- **Input for this task**
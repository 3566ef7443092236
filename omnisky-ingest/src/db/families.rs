//! Event families
//!
//! Events whose bucketed physical parameters match share one family row,
//! created lazily on first sighting.

use super::ArtifactStore;
use crate::error::IngestResult;
use crate::models::ArtifactKind;
use omnisky_common::Result;
use sqlx::{Row, SqliteConnection};
use uuid::Uuid;

/// A group of events sharing a signature
#[derive(Debug, Clone, PartialEq)]
pub struct EventFamily {
    pub id: String,
    pub signature_hash: String,
    pub kind: ArtifactKind,
    pub first_seen_at: String,
    pub representative_event_id: Option<i64>,
    pub member_count: i64,
}

/// Get or create the family for `signature` inside the caller's transaction
///
/// Returns the family id and whether this call created it. The first event
/// of a family becomes its representative.
pub(crate) async fn attach(
    conn: &mut SqliteConnection,
    signature: &str,
    kind: ArtifactKind,
    event_id: i64,
    seen_at: &str,
) -> Result<(String, bool)> {
    let candidate = Uuid::new_v4().to_string();

    let inserted = sqlx::query(
        r#"
        INSERT INTO event_families (id, signature_hash, kind, first_seen_at, representative_event_id)
        VALUES (?, ?, ?, ?, ?)
        ON CONFLICT(signature_hash) DO NOTHING
        "#,
    )
    .bind(&candidate)
    .bind(signature)
    .bind(kind.as_str())
    .bind(seen_at)
    .bind(event_id)
    .execute(&mut *conn)
    .await?;

    if inserted.rows_affected() == 1 {
        return Ok((candidate, true));
    }

    let existing: String =
        sqlx::query_scalar("SELECT id FROM event_families WHERE signature_hash = ?")
            .bind(signature)
            .fetch_one(&mut *conn)
            .await?;

    Ok((existing, false))
}

impl ArtifactStore {
    pub async fn family(&self, id: &str) -> IngestResult<Option<EventFamily>> {
        let row = sqlx::query(
            r#"
            SELECT f.id, f.signature_hash, f.kind, f.first_seen_at, f.representative_event_id,
                   (SELECT COUNT(*) FROM events_radio r WHERE r.family_id = f.id)
                 + (SELECT COUNT(*) FROM events_image i WHERE i.family_id = f.id) AS member_count
            FROM event_families f
            WHERE f.id = ?
            "#,
        )
        .bind(id)
        .fetch_optional(&self.pool)
        .await?;

        let Some(row) = row else {
            return Ok(None);
        };

        let kind: String = row.try_get("kind")?;
        Ok(Some(EventFamily {
            id: row.try_get("id")?,
            signature_hash: row.try_get("signature_hash")?,
            kind: kind.parse()?,
            first_seen_at: row.try_get("first_seen_at")?,
            representative_event_id: row.try_get("representative_event_id")?,
            member_count: row.try_get("member_count")?,
        }))
    }

    pub async fn family_count(&self) -> IngestResult<i64> {
        let count: i64 = sqlx::query_scalar("SELECT COUNT(*) FROM event_families")
            .fetch_one(&self.pool)
            .await?;
        Ok(count)
    }
}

- **Task to carry out**
If a line in the records contains the word "existing", copy it.

- **Solution for this exercise**
    let existing: String =
    Ok((existing, false))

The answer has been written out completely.